La futura ubicación también cuenta una historia de cine. Algo así como una tragicomedia de Monicelli con tintes surrealistas de Fellini. Porque Italia acogió en 1990 el Mundial de Fútbol y tres partidos recayeron en Bolonia. Así que algún político decidió que la ciudad necesitaba un enorme parking para la ocasión. Lo que nunca se explicó fue por qué se edificó a seis kilómetros del estadio. Ni, sobre todo, qué enorme colapso de coches debían suponer los enfrentamientos que había tocado en la ciudad, entre Yugoslavia, Colombia y Emiratos Árabes Unidos. El caso es que el Ayuntamiento ha logrado ahora una ayuda del Estado para transformar el abandonado exparcheggio Giuriolo en un paraíso de pasión fílmica, entre verde y quietud.
Y mucho más céntrica, en plena via Rizzoli, surgirá la nueva sala de exhibición de la Cineteca, que supone otro rescate: el cine Modernissimo ya acogió proyecciones en los años veinte, antes de cerrar, pero nunca como ahora. “La sala debe ser un espacio que no puede copiarse en casa, con características irrepetibles”, tercia Farinelli. La suya será vintage, pero futurista, con opciones para proyectar tanto en celuloide como en digital, y hasta un hueco para acoger una orquesta. El director espera recuperar en el público un sentimiento que él mismo adoró en su infancia: cuando sus padres anunciaban que la familia se iba al Smeraldo los niños se entusiasmaban por el simple hecho de acudir al cine. No sabían ni qué película verían.
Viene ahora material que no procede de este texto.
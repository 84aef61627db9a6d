//! Bounds-checked little-endian cursor over a manifest body.

use super::error::{ManifestError, ManifestResult};
use super::guid::Guid;

/// Cursor over a byte slice. Every read fails with
/// [`ManifestError::Malformed`] instead of panicking on truncated input.
#[derive(Debug)]
pub(crate) struct ByteReader<'a> {
    data: &'a [u8],
    pos: usize,
}

impl<'a> ByteReader<'a> {
    pub fn new(data: &'a [u8]) -> Self {
        Self { data, pos: 0 }
    }

    pub fn position(&self) -> usize {
        self.pos
    }

    pub fn remaining(&self) -> usize {
        self.data.len() - self.pos
    }

    pub fn has_remaining(&self) -> bool {
        self.pos < self.data.len()
    }

    /// Move to an absolute position (at most the end of the buffer).
    pub fn seek(&mut self, pos: usize) -> ManifestResult<()> {
        if pos > self.data.len() {
            return Err(ManifestError::malformed(format!(
                "seek to {} past end of {} byte body",
                pos,
                self.data.len()
            )));
        }
        self.pos = pos;
        Ok(())
    }

    pub fn take(&mut self, len: usize) -> ManifestResult<&'a [u8]> {
        if len > self.remaining() {
            return Err(ManifestError::malformed(format!(
                "unexpected end of data at offset {} (wanted {} bytes, {} left)",
                self.pos,
                len,
                self.remaining()
            )));
        }
        let slice = &self.data[self.pos..self.pos + len];
        self.pos += len;
        Ok(slice)
    }

    pub fn array<const N: usize>(&mut self) -> ManifestResult<[u8; N]> {
        let mut out = [0u8; N];
        out.copy_from_slice(self.take(N)?);
        Ok(out)
    }

    pub fn u8(&mut self) -> ManifestResult<u8> {
        Ok(self.take(1)?[0])
    }

    pub fn u32(&mut self) -> ManifestResult<u32> {
        Ok(u32::from_le_bytes(self.array()?))
    }

    pub fn i32(&mut self) -> ManifestResult<i32> {
        Ok(i32::from_le_bytes(self.array()?))
    }

    pub fn u64(&mut self) -> ManifestResult<u64> {
        Ok(u64::from_le_bytes(self.array()?))
    }

    pub fn i64(&mut self) -> ManifestResult<i64> {
        Ok(i64::from_le_bytes(self.array()?))
    }

    pub fn guid(&mut self) -> ManifestResult<Guid> {
        Ok(Guid::from_le_bytes(self.array()?))
    }

    /// Read an element count and reject counts the remaining bytes could
    /// never satisfy, so a corrupt count cannot trigger a huge allocation.
    pub fn count(&mut self, min_element_size: usize) -> ManifestResult<usize> {
        let count = self.u32()? as usize;
        if count.saturating_mul(min_element_size.max(1)) > self.remaining() {
            return Err(ManifestError::malformed(format!(
                "element count {} exceeds remaining {} bytes",
                count,
                self.remaining()
            )));
        }
        Ok(count)
    }

    /// Read a length-prefixed string.
    ///
    /// Positive lengths are single-byte text including a NUL terminator,
    /// negative lengths are UTF-16LE code units including a NUL terminator.
    /// Invalid sequences decode to U+FFFD instead of failing the manifest.
    pub fn fstring(&mut self) -> ManifestResult<String> {
        let len = self.i32()?;
        match len {
            0 => Ok(String::new()),
            n if n > 0 => {
                let bytes = self.take(n as usize)?;
                let text = &bytes[..bytes.len() - 1];
                Ok(String::from_utf8_lossy(text).into_owned())
            }
            n => {
                let units = n.unsigned_abs() as usize;
                let bytes = self.take(units.saturating_mul(2))?;
                let code_units: Vec<u16> = bytes
                    .chunks_exact(2)
                    .map(|pair| u16::from_le_bytes([pair[0], pair[1]]))
                    .take(units - 1)
                    .collect();
                Ok(String::from_utf16_lossy(&code_units))
            }
        }
    }
}
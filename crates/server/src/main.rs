use std::{net::SocketAddr, sync::Arc};

use axum::{
    extract::State,
    http::StatusCode,
    routing::{get, post},
    Json, Router,
};
use shared::{
    error::{ApiError, ErrorCode},
    protocol::{greet_route, healthz_route, GreetRequest, GreetResponse},
};
use tracing::{info, warn};
use tracing_subscriber::EnvFilter;

mod api;
mod app_state;
mod config;

use api::ApiContext;
use app_state::AppState;
use config::load_settings;

#[tokio::main]
async fn main() -> anyhow::Result<()> {
    tracing_subscriber::fmt()
        .with_env_filter(EnvFilter::try_from_default_env().unwrap_or_else(|_| "info".into()))
        .init();

    let settings = load_settings();
    let state = AppState {
        api: ApiContext {
            max_name_bytes: settings.max_name_bytes,
        },
    };
    let app = build_router(Arc::new(state));

    let addr: SocketAddr = settings.server_bind.parse()?;
    info!(%addr, max_name_bytes = settings.max_name_bytes, "greeting service listening");
    let listener = tokio::net::TcpListener::bind(addr).await?;
    axum::serve(listener, app).await?;
    Ok(())
}

fn build_router(state: Arc<AppState>) -> Router {
    Router::new()
        .route(healthz_route(), get(healthz))
        .route(greet_route(), post(greet))
        .with_state(state)
}

async fn healthz() -> &'static str {
    "ok"
}

async fn greet(
    State(state): State<Arc<AppState>>,
    Json(req): Json<GreetRequest>,
) -> Result<Json<GreetResponse>, (StatusCode, Json<ApiError>)> {
    api::greet(&state.api, &req.name).map(Json).map_err(|err| {
        warn!(code = ?err.code, "rejected greet request: {}", err.message);
        (status_for(err.code), Json(err))
    })
}

fn status_for(code: ErrorCode) -> StatusCode {
    match code {
        ErrorCode::NotFound => StatusCode::NOT_FOUND,
        ErrorCode::Validation => StatusCode::BAD_REQUEST,
        ErrorCode::Unavailable => StatusCode::SERVICE_UNAVAILABLE,
        ErrorCode::Internal => StatusCode::INTERNAL_SERVER_ERROR,
    }
}

#[cfg(test)]
#[path = "tests/main_tests.rs"]
mod tests;
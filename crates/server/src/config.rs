use std::{collections::HashMap, fs};

use serde::Deserialize;
use tracing::warn;

pub const SETTINGS_FILE: &str = "server.toml";

#[derive(Debug, Clone, PartialEq, Eq, Deserialize)]
pub struct Settings {
    pub server_bind: String,
    pub max_name_bytes: usize,
}

impl Default for Settings {
    fn default() -> Self {
        Self {
            server_bind: "127.0.0.1:8443".into(),
            max_name_bytes: 256,
        }
    }
}

/// Defaults, then `server.toml` in the working directory, then the environment.
pub fn load_settings() -> Settings {
    let raw = fs::read_to_string(SETTINGS_FILE).ok();
    load_settings_from(raw.as_deref(), |key| std::env::var(key).ok())
}

pub(crate) fn load_settings_from(
    file_contents: Option<&str>,
    env: impl Fn(&str) -> Option<String>,
) -> Settings {
    let mut settings = Settings::default();

    if let Some(raw) = file_contents {
        match toml::from_str::<HashMap<String, toml::Value>>(raw) {
            Ok(file_cfg) => {
                if let Some(v) = file_cfg.get("bind_addr").and_then(|v| v.as_str()) {
                    settings.server_bind = v.to_string();
                }
                if let Some(v) = file_cfg
                    .get("max_name_bytes")
                    .and_then(|v| v.as_integer())
                    .and_then(|v| usize::try_from(v).ok())
                {
                    settings.max_name_bytes = v;
                }
            }
            Err(err) => warn!("ignoring unreadable {SETTINGS_FILE}: {err}"),
        }
    }

    if let Some(v) = env("GREET_BIND") {
        settings.server_bind = v;
    }
    if let Some(v) = env("APP__BIND_ADDR") {
        settings.server_bind = v;
    }

    if let Some(v) = env("APP__MAX_NAME_BYTES") {
        match v.parse::<usize>() {
            Ok(parsed) => settings.max_name_bytes = parsed,
            Err(err) => warn!(value = %v, "ignoring APP__MAX_NAME_BYTES: {err}"),
        }
    }

    settings
}

#[cfg(test)]
#[path = "tests/config_tests.rs"]
mod tests;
De ahí que el responsable de la Cineteca esparza optimismo. Se lo dice la experiencia, de quien ya ha escuchado dar por muerto el séptimo arte y se ha sentido demasiadas veces el último de los mohicanos; y también lo sugiere la respuesta que los espectadores siempre han dado a sus actividades. Tanto que expresa una certeza granítica: de aquí a 10 años, tal vez los móviles hayan evolucionado hacia otra cosa, pero las salas ahí seguirán: “La verdadera revolución de nuestra época es que disponemos por primera vez de imágenes fijas, y luego en movimiento, de un siglo antes. Si las hubieran tenido mis abuelos en 1905, cuando emigraron, habrían podido ver la revolución francesa o a Napoleón entrevistado en un documental. El cine de alguna manera ha ganado. Y es el arte de la modernidad, así que a nadie debería asustarle su futuro”. No hay filme más incierto. Pero, a la vez, apasionante. Así que tal vez convenga aferrarse a ese arcaico placer. Mejor sentarse en la butaca. Esperar a que se apaguen las luces. Y disfrutar.